2) Bromwich does miss, I think, that a good deal of public speech is now consciously meant to be divisive. In the sixties leftists called this "heightening the contradictions." I think it would be naive to assume that, at this point, right wing groups invite Charles Murray or Milo Yiannopoilos to campus because they "just want to hear what they have to say." Creating divisive media sensation is the point. And I don't think it's enough to say liberals have asked for it by restricting speech--particularly if our historical situation really is getting to a Bad Place.
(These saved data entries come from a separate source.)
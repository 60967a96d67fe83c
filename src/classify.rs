//! Spectrum type inference from filename, metadata, and dimensionality.

use crate::metadata::Metadata;
use crate::spectrum::{SpectrumKind, SpectrumType};

/// Classify a spectrum from its base name (path allowed), descriptor
/// metadata, and whether the payload is a matrix (`YPTS > 1`).
///
/// Filename substrings win, checked in fixed priority order; the `EXPT`
/// experiment-family field is the fallback. A 1-D payload whose name claims
/// "2D" is demoted to CW — emitting a matrix type for a vector payload would
/// break every consumer that reaches for `z_data`.
pub fn infer_spectrum_type(name: &str, meta: &Metadata, is_2d: bool) -> SpectrumType {
    let lower = name.to_lowercase();

    let base = if lower.contains("edfs") {
        SpectrumKind::Edfs
    } else if lower.contains("rabi") {
        SpectrumKind::Rabi
    } else if lower.contains("t1") {
        SpectrumKind::T1
    } else if lower.contains("t2") {
        SpectrumKind::T2
    } else if lower.contains("hyscore") {
        SpectrumKind::Hyscore
    } else if lower.contains("2d") {
        SpectrumKind::TwoD
    } else if lower.contains("cw") {
        SpectrumKind::Cw
    } else {
        let family = meta.get_str("EXPT", "");
        if family.contains("CW") {
            SpectrumKind::Cw
        } else if family.contains("PULSED") {
            // Pulsed without a more specific name reads as T1-like
            SpectrumKind::T1
        } else {
            SpectrumKind::Unknown
        }
    };

    if is_2d {
        SpectrumType::two_d(base)
    } else {
        let kind = match base {
            SpectrumKind::TwoD => SpectrumKind::Cw,
            other => other,
        };
        SpectrumType::one_d(kind)
    }
}
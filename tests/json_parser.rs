//! End-to-end tests driving `Parser` with a small recording backend, the
//! same way `unit_tests/callbacks.hpp` exercises `peejay::parser` in the
//! original and the teacher's own `tests/test.rs` exercises `JsonParser`.

use corejay::backend::Backend;
use corejay::error::{JsonError, ParseError};
use corejay::options::ParserOptionsBuilder;
use corejay::parser::Parser;

#[derive(Debug, Clone, PartialEq)]
enum Event {
    String(String),
    Key(String),
    Integer(i64),
    Float(f64),
    Boolean(bool),
    Null,
    BeginArray,
    EndArray,
    BeginObject,
    EndObject,
}

#[derive(Default)]
struct RecordingBackend {
    events: Vec<Event>,
}

impl Backend for RecordingBackend {
    type Error = std::convert::Infallible;
    type Output = Vec<Event>;

    fn string_value(&mut self, value: &str) -> Result<(), Self::Error> {
        self.events.push(Event::String(value.to_string()));
        Ok(())
    }

    fn key(&mut self, value: &str) -> Result<(), Self::Error> {
        self.events.push(Event::Key(value.to_string()));
        Ok(())
    }

    fn integer_value(&mut self, value: i64) -> Result<(), Self::Error> {
        self.events.push(Event::Integer(value));
        Ok(())
    }

    fn float_value(&mut self, value: f64) -> Result<(), Self::Error> {
        self.events.push(Event::Float(value));
        Ok(())
    }

    fn boolean_value(&mut self, value: bool) -> Result<(), Self::Error> {
        self.events.push(Event::Boolean(value));
        Ok(())
    }

    fn null_value(&mut self) -> Result<(), Self::Error> {
        self.events.push(Event::Null);
        Ok(())
    }

    fn begin_array(&mut self) -> Result<(), Self::Error> {
        self.events.push(Event::BeginArray);
        Ok(())
    }

    fn end_array(&mut self) -> Result<(), Self::Error> {
        self.events.push(Event::EndArray);
        Ok(())
    }

    fn begin_object(&mut self) -> Result<(), Self::Error> {
        self.events.push(Event::BeginObject);
        Ok(())
    }

    fn end_object(&mut self) -> Result<(), Self::Error> {
        self.events.push(Event::EndObject);
        Ok(())
    }

    fn result(&mut self) -> Self::Output {
        std::mem::take(&mut self.events)
    }
}

fn parse(input: &str) -> (Vec<Event>, Option<ParseError<std::convert::Infallible>>) {
    let mut parser = Parser::new(RecordingBackend::default());
    parser.feed_bytes(input.as_bytes());
    let events = parser.eof();
    (events, parser.last_error().copied())
}

#[test]
fn parses_a_nested_document() {
    let (events, error) = parse(r#"{"a": [1, -2.5, true, false, null, "x\n"], "b": {}}"#);
    assert_eq!(error, None);
    assert_eq!(
        events,
        vec![
            Event::BeginObject,
            Event::Key("a".to_string()),
            Event::BeginArray,
            Event::Integer(1),
            Event::Float(-2.5),
            Event::Boolean(true),
            Event::Boolean(false),
            Event::Null,
            Event::String("x\n".to_string()),
            Event::EndArray,
            Event::Key("b".to_string()),
            Event::BeginObject,
            Event::EndObject,
            Event::EndObject,
        ]
    );
}

#[test]
fn literal_non_ascii_character_round_trips() {
    let (events, error) = parse(r#""😀""#);
    assert_eq!(error, None);
    assert_eq!(events, vec![Event::String("😀".to_string())]);
}

#[test]
fn uxxxx_surrogate_pair_escape_decodes_to_one_character() {
    let (events, error) = parse("\"\\uD83D\\uDE00\"");
    assert_eq!(error, None);
    assert_eq!(events, vec![Event::String("😀".to_string())]);
}

#[test]
fn trailing_comma_in_array_is_an_error() {
    let (_, error) = parse("[1,]");
    assert!(matches!(error, Some(ParseError::Syntax(JsonError::ExpectedToken))));
}

#[test]
fn unterminated_string_is_an_error() {
    let (_, error) = parse("\"abc");
    assert!(matches!(error, Some(ParseError::Syntax(JsonError::ExpectedCloseQuote))));
}

#[test]
fn deeply_nested_array_past_the_configured_depth_is_rejected() {
    let mut parser = Parser::with_options(
        RecordingBackend::default(),
        ParserOptionsBuilder::default().with_max_stack_depth(4).build(),
    );
    parser.feed_bytes(b"[[[[1]]]]");
    parser.eof();
    assert!(matches!(parser.last_error(), Some(ParseError::Syntax(JsonError::NestingTooDeep))));
}

#[test]
fn streaming_mode_accepts_a_sequence_of_values() {
    let mut parser = Parser::with_options(
        RecordingBackend::default(),
        ParserOptionsBuilder::default().with_streaming(true).build(),
    );
    parser.feed_bytes(b"1 2 3");
    let events = parser.eof();
    assert_eq!(events, vec![Event::Integer(1), Event::Integer(2), Event::Integer(3)]);
    assert_eq!(parser.last_error(), None);
}

#[test]
fn non_streaming_mode_rejects_a_second_top_level_value() {
    let (_, error) = parse("1 2");
    assert!(matches!(error, Some(ParseError::Syntax(JsonError::UnexpectedExtraInput))));
}

#[test]
fn string_longer_than_max_length_is_an_error() {
    let mut parser = Parser::with_options(
        RecordingBackend::default(),
        ParserOptionsBuilder::default().with_max_length(4).build(),
    );
    parser.feed_bytes(b"\"abcdef\"");
    parser.eof();
    assert!(matches!(parser.last_error(), Some(ParseError::Syntax(JsonError::StringTooLong))));
}

#[test]
fn escaped_chars_longer_than_max_length_is_an_error() {
    let mut parser = Parser::with_options(
        RecordingBackend::default(),
        ParserOptionsBuilder::default().with_max_length(4).build(),
    );
    parser.feed_bytes(b"\"\\n\\n\\n\\n\\n\"");
    parser.eof();
    assert!(matches!(parser.last_error(), Some(ParseError::Syntax(JsonError::StringTooLong))));
}

#[test]
fn crlf_line_endings_advance_the_line_counter_once() {
    let mut parser = Parser::new(RecordingBackend::default());
    parser.feed_bytes(b"[\r\n1\r\n]");
    parser.eof();
    assert_eq!(parser.input_pos().line, 3);
}
use corejay::transcode::{ByteTranscoder, Encoding, Utf16ToUtf32, Utf32ToUtf16, Utf32ToUtf8, Utf8ToUtf32};

#[test]
fn utf8_to_utf32_to_utf8_round_trips_a_mixed_script_string() {
    let text = "héllo, 世界, 😀";
    let mut to32 = Utf8ToUtf32::new();
    let mut code_points = Vec::new();
    for b in text.as_bytes() {
        to32.consume(*b, &mut code_points);
    }
    to32.finish(&mut code_points);
    assert_eq!(code_points, text.chars().map(|c| c as u32).collect::<Vec<_>>());

    let mut to8 = Utf32ToUtf8::new();
    let mut bytes = Vec::new();
    for cp in &code_points {
        to8.consume(*cp, &mut bytes);
    }
    to8.finish(&mut bytes);
    assert_eq!(bytes, text.as_bytes());
}

#[test]
fn utf32_to_utf16_to_utf32_round_trips_a_character_outside_the_bmp() {
    let cp = '😀' as u32;
    let mut to16 = Utf32ToUtf16::new();
    let mut units = Vec::new();
    to16.consume(cp, &mut units);
    to16.finish(&mut units);
    assert_eq!(units.len(), 2);

    let mut to32 = Utf16ToUtf32::new();
    let mut code_points = Vec::new();
    for u in units {
        to32.consume(u, &mut code_points);
    }
    to32.finish(&mut code_points);
    assert_eq!(code_points, vec![cp]);
}

#[test]
fn byte_transcoder_detects_a_utf16_be_bom() {
    let mut input = vec![0xFE, 0xFF];
    input.extend("hi".encode_utf16().flat_map(|u| u.to_be_bytes()));
    let mut transcoder = ByteTranscoder::new();
    let mut out = Vec::new();
    for b in &input {
        transcoder.consume(*b, &mut out);
    }
    transcoder.finish(&mut out);
    assert_eq!(transcoder.selected_encoding(), Encoding::Utf16Be);
    assert_eq!(out, b"hi");
    assert!(transcoder.well_formed());
}

#[test]
fn byte_transcoder_assumes_utf8_without_a_bom() {
    let mut transcoder = ByteTranscoder::new();
    let mut out = Vec::new();
    for b in "plain".as_bytes() {
        transcoder.consume(*b, &mut out);
    }
    transcoder.finish(&mut out);
    assert_eq!(transcoder.selected_encoding(), Encoding::Utf8);
    assert_eq!(out, b"plain");
}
3) I think there is some truth to the idea that, let's call them, progressive attitudes toward speech (including complaints of "hurt," etc.) have reduced the amount of what Rorty called "socially-accepted sadism" that was the casual norm in this country 70 or so years ago. I admit that it can go too far, that I have trouble using "they" and other unaccustomed formulations that I didn't grow up with, and that when I was teaching I feared being called to account for a stupid unmeant blunder that would reflect my age (and yes, probably some only semi-repressed biases, too). But I also don't want to go back to where we were in, say, 1960. I understand that resentment of those restrictions are *part* of what feeds Trumpism (how much, I think, is open to debate--and in any case, the role it plays in sparking Trumpist backlash doesn't make me regret our new social forebearance).